Ingvi Þór Guðmundsson

Ármann
- Position: Guard
- League: Úrvalsdeild karla

Personal information
- Born: 13 July 1998 (age 27)
- Nationality: Icelandic
- Listed height: 194 cm (6 ft 4 in)

Career information
- College: Saint Louis (2018–2019)
- Playing career: 2014–present

Career history
- 2014–2018: Grindavík
- 2019–2020: Grindavík
- 2020: Dresden Titans
- 2020–2021: Haukar
- 2021: Þór Akureyri
- 2023–2024: Þróttur Vogum
- 2025–present: Ármann

= Ingvi Þór Guðmundsson =

Icelandic basketball player

Ingvi Þór Guðmundsson (born 13 July 1998) is an Icelandic basketball player.

==Career==
Ingvi played his first game for the Grindavík senior team at the end of the 2013–2014 season. During the 2017–18 season, he averaged 10.8 points per game. The following season, he joined Saint Louis University. During his first season he suffered through the bout of appendicitis, lost approximately 10 pounds and missed a considerable amount of practice. He ended up going to a hospital on November 30 and had his appendix removed. He withdrew from the college in January 2019, after appearing in two games, and rejoined Grindavík.

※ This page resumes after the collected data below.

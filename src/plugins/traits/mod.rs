pub mod notifier;

pub use notifier::{NotifierPlugin, NotificationEvent, NotificationResult};
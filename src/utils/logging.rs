use tracing_appender::non_blocking::WorkerGuard;
use tracing_subscriber::layer::SubscriberExt;
use tracing_subscriber::util::SubscriberInitExt;
use tracing_subscriber::filter::Directive;
use tracing_subscriber::{fmt, EnvFilter};

use crate::config::LoggingConfig;
use crate::utils::error::AppError;
use crate::Result;

/// Builds the filter: `RUST_LOG` wins, otherwise `level` for this crate and
/// warnings for everything else.
pub fn env_filter(level: &str) -> Result<EnvFilter> {
    match EnvFilter::try_from_default_env() {
        Ok(filter) => Ok(filter),
        Err(_) => level_filter(level),
    }
}

/// `level` for this crate, warnings for everything else.
fn level_filter(level: &str) -> Result<EnvFilter> {
    let directive = format!("grandtrain_watcher={}", level)
        .parse::<Directive>()
        .map_err(|e| AppError::Parse {
            message: format!("Invalid log level '{}': {}", level, e),
        })?;

    Ok(EnvFilter::new("warn").add_directive(directive))
}

/// Logs to stdout and to `directory/file_name`. Keep the guard alive for the
/// lifetime of the process or buffered file lines are lost.
pub fn init_tracing(config: &LoggingConfig) -> Result<WorkerGuard> {
    std::fs::create_dir_all(&config.directory)?;

    let file_appender = tracing_appender::rolling::never(&config.directory, &config.file_name);
    let (file_writer, guard) = tracing_appender::non_blocking(file_appender);

    tracing_subscriber::registry()
        .with(env_filter(&config.level)?)
        .with(fmt::layer())
        .with(fmt::layer().with_ansi(false).with_writer(file_writer))
        .try_init()
        .map_err(|e| AppError::Internal(format!("Failed to install tracing subscriber: {}", e)))?;

    Ok(guard)
}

After averaging a career high of 14.4points, 5.1 rebounds and 5.0 assists during the 2019-20 season, Ingvi Þór signed with Dresden Titans in August 2020. He left the club in October 2020.

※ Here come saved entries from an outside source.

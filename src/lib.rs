pub mod config;
pub mod extractor;
pub mod filter;
pub mod models;
pub mod plugins;
pub mod scheduler;
pub mod scraper;
pub mod ticket_checker;
pub mod utils;

// Re-export commonly used types
pub use crate::config::AppConfig;
pub use utils::error::AppError;

pub type Result<T> = std::result::Result<T, AppError>;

In December 2020, Ingvi Þór signed with Haukar. He left the team in February 2021 at the behest of head coach Israel Martín, after appearing in 9 games where he averaged 10.1 points, 3.6 rebounds and 2.9 assists, and joined Þór Akureyri. He appeared in three games for Þór, averaging 17.3 points, 5.0. rebounds and 3.3 assists before missing the rest of the season due to a concussion he suffered in a game against Stjarnan.

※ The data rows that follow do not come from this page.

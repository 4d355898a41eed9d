use anyhow::{Context, Result};
use std::sync::Arc;
use tokio_util::sync::CancellationToken;
use tracing::info;

use grandtrain_watcher::filter::PreferenceFilter;
use grandtrain_watcher::plugins::notifiers::TelegramNotifier;
use grandtrain_watcher::scheduler::PollScheduler;
use grandtrain_watcher::scraper::ChromeRenderer;
use grandtrain_watcher::ticket_checker::TicketChecker;
use grandtrain_watcher::utils::logging;
use grandtrain_watcher::AppConfig;

#[tokio::main(flavor = "current_thread")]
async fn main() -> Result<()> {
    dotenvy::dotenv().ok();

    let config = AppConfig::load().context("Error loading configuration")?;

    // Keep the guard alive so the file writer flushes on exit
    let _log_guard = logging::init_tracing(&config.logging)?;

    info!("Starting Grandtrain Watcher...");

    let renderer = Arc::new(ChromeRenderer::new(config.scraper.clone()));
    let notifier = Arc::new(TelegramNotifier::new(
        config.telegram.clone(),
        PreferenceFilter::new(&config.seat_preferences),
    )?);
    let checker = Arc::new(TicketChecker::new(&config, renderer, notifier)?);

    let shutdown = CancellationToken::new();
    let signal_token = shutdown.clone();
    tokio::spawn(async move {
        if tokio::signal::ctrl_c().await.is_ok() {
            info!("Shutting down...");
            signal_token.cancel();
        }
    });

    let scheduler = PollScheduler::new(checker, config.target_dates(), config.scheduler.clone(), shutdown);
    scheduler.run().await?;

    Ok(())
}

He joined Ármann halfway through the 2025–2026 season, where he averaged 11.1 points in 13 games. He scored a season high 24 points in his second game, making 8 of 12 three pointers.

==Personal life==
Ingvi Þór is the son of Stefanía S. Jónsdóttir, a former member of the Icelandic women's national basketball team, and Guðmundur Bragason, a former professional basketball player and the highest capped player in the Icelandic men's national basketball team history. His brothers are basketball players Jón Axel Guðmundsson and Bragi Guðmundsson.